My racing heart stops beating with a thud and my mouth drops open wide. I shake my head slightly, hoping I haven’t heard correctly.
“No, that can’t be right. Please, take me to my boys,” I say, closing the front door and rushing past him toward their car.
“Mrs. Dyson, I know this is a shock, but I need you to come down to the morgue to identify their bodies,” he says making me look back at him as rage starts to surge through me. I feel hot and my body is shaking.
“What do you mean their bodies? They’re people, real human beings, not some lifeless bodies. Now will you take me to my boys or do I have to drive myself?” I ask loudly.
He winces and walks across as I try unsuccessfully to open the rear door of his vehicle. He rests his hand on mine, and I feel like I’m spinning out of control. I can’t see straight and everything is blurred. There’s fog invading my brain and I can’t even think properly.
“Mrs. Dyson, I’m so sorry, but they are both deceased. Is there anyone I can call?” he asks looking at me with a frown. I shake my head as tears start to well in my eyes.
This can’t be happening, can it?r />
He has to be lying!
“No, no it can’t be right. You must have the wrong people. They just went to get an ice cream cake for Christ’s sake.
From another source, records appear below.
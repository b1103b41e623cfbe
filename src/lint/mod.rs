//! GraphQL Name Linting
//!
//! Checks object and field output names against the GraphQL name grammar.
//!
//! ## Lints
//! 1. **Name Pattern**: names must match `[_A-Za-z][_0-9A-Za-z]*`
//! 2. **Reserved Prefix**: names must not start with `__` (introspection only)
//! 3. **Shadowed Scalar**: object names equal to a built-in scalar (warning)

use regex::Regex;
use std::collections::HashSet;

use crate::error::{Result, SchemaError};

/// Result of linting a set of names
#[derive(Debug, Default)]
pub struct LintResult {
    pub errors: Vec<LintError>,
    pub warnings: Vec<LintWarning>,
}

impl LintResult {
    pub fn is_clean(&self) -> bool {
        self.errors.is_empty()
    }

    pub fn has_warnings(&self) -> bool {
        !self.warnings.is_empty()
    }

    /// First error as a conversion error
    pub fn into_result(self) -> Result<()> {
        match self.errors.into_iter().next() {
            Some(err) => Err(SchemaError::InvalidName {
                name: err.name,
                reason: err.message,
            }),
            None => Ok(()),
        }
    }
}

#[derive(Debug)]
pub struct LintError {
    pub code: &'static str,
    pub message: String,
    pub name: String,
}

#[derive(Debug)]
pub struct LintWarning {
    pub code: &'static str,
    pub message: String,
    pub name: String,
}

/// The GraphQL name linter
pub struct NameLinter {
    name_pattern: Regex,
    builtin_scalars: HashSet<&'static str>,
}

impl NameLinter {
    pub fn new() -> Result<Self> {
        Ok(Self {
            name_pattern: Regex::new(r"^[_A-Za-z][_0-9A-Za-z]*$")?,
            builtin_scalars: ["String", "Boolean", "Float", "Int", "ID", "DateTime"]
                .into_iter()
                .collect(),
        })
    }

    /// Lint an object type name
    pub fn lint_object_name(&self, name: &str) -> LintResult {
        let mut result = self.lint_name(name);
        if self.builtin_scalars.contains(name) {
            result.warnings.push(LintWarning {
                code: "W001",
                message: "object name shadows a built-in scalar".to_string(),
                name: name.to_string(),
            });
        }
        result
    }

    /// Lint a field name
    pub fn lint_field_name(&self, name: &str) -> LintResult {
        self.lint_name(name)
    }

    fn lint_name(&self, name: &str) -> LintResult {
        let mut result = LintResult::default();

        if !self.name_pattern.is_match(name) {
            result.errors.push(LintError {
                code: "E001",
                message: "must match [_A-Za-z][_0-9A-Za-z]*".to_string(),
                name: name.to_string(),
            });
        } else if name.starts_with("__") {
            result.errors.push(LintError {
                code: "E002",
                message: "names starting with `__` are reserved".to_string(),
                name: name.to_string(),
            });
        }

        result
    }
}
How can they be…” I pause because I can’t say the word. I shake my head adamantly and wipe the stray tears falling down my cheeks. “They’re all I have. They are my life. My boys. No, you have to be wrong, it’s not them,” I exclaim sternly and he bites his bottom lip and shakes his head.
“Is your husband’s license plate XTO-866?” he asks and my body tenses. My bottom lip quivers and I nod my head as more searing hot tears flood down my cheeks. “I’m sorry, Mrs. Dyson, I know how hard this must be, but we need you to come to the morgue to identify them. Then we can help you with making any arrangements that need to be made,” he says resting his hand on my shoulder.
I shake my head. I feel sick. I’m dizzy and my head is spinning like it’s been caught in a tornado. “I’ll come with you, but you have the wrong people and Danny will be mad when he gets home and sees I’ve gone out without telling him where I’m going. He worries you know?”
He exhales and nods. “Okay, let’s take you there. I can have an officer come to the morgue with you if you need some support,” he says and I nod as I wipe away more stray tears.
He unlocks the car and opens the back door. I slide in, and when I sit on the seat, I feel heavy. Like there’s an elephant, no, more like a herd of elephants sitting on my chest. I can’t breathe, I actually can’t breathe. I physically gasp to get some air into my lungs while the weight of this harrowing situation bears down on me. My boys, Danny and Caiden, the two people in this world that I live for could be…
I can’t even think the word let alone say it.
This can’t be happening. The female officer gets in the passenger side. He starts the car and we pull off into the traffic and start the drive toward the Adelaide Morgue. But I don’t take in the scenery at all … the streets I’ve lived in for my entire life, the roads I love and know so well. This is my home, my home with my boys.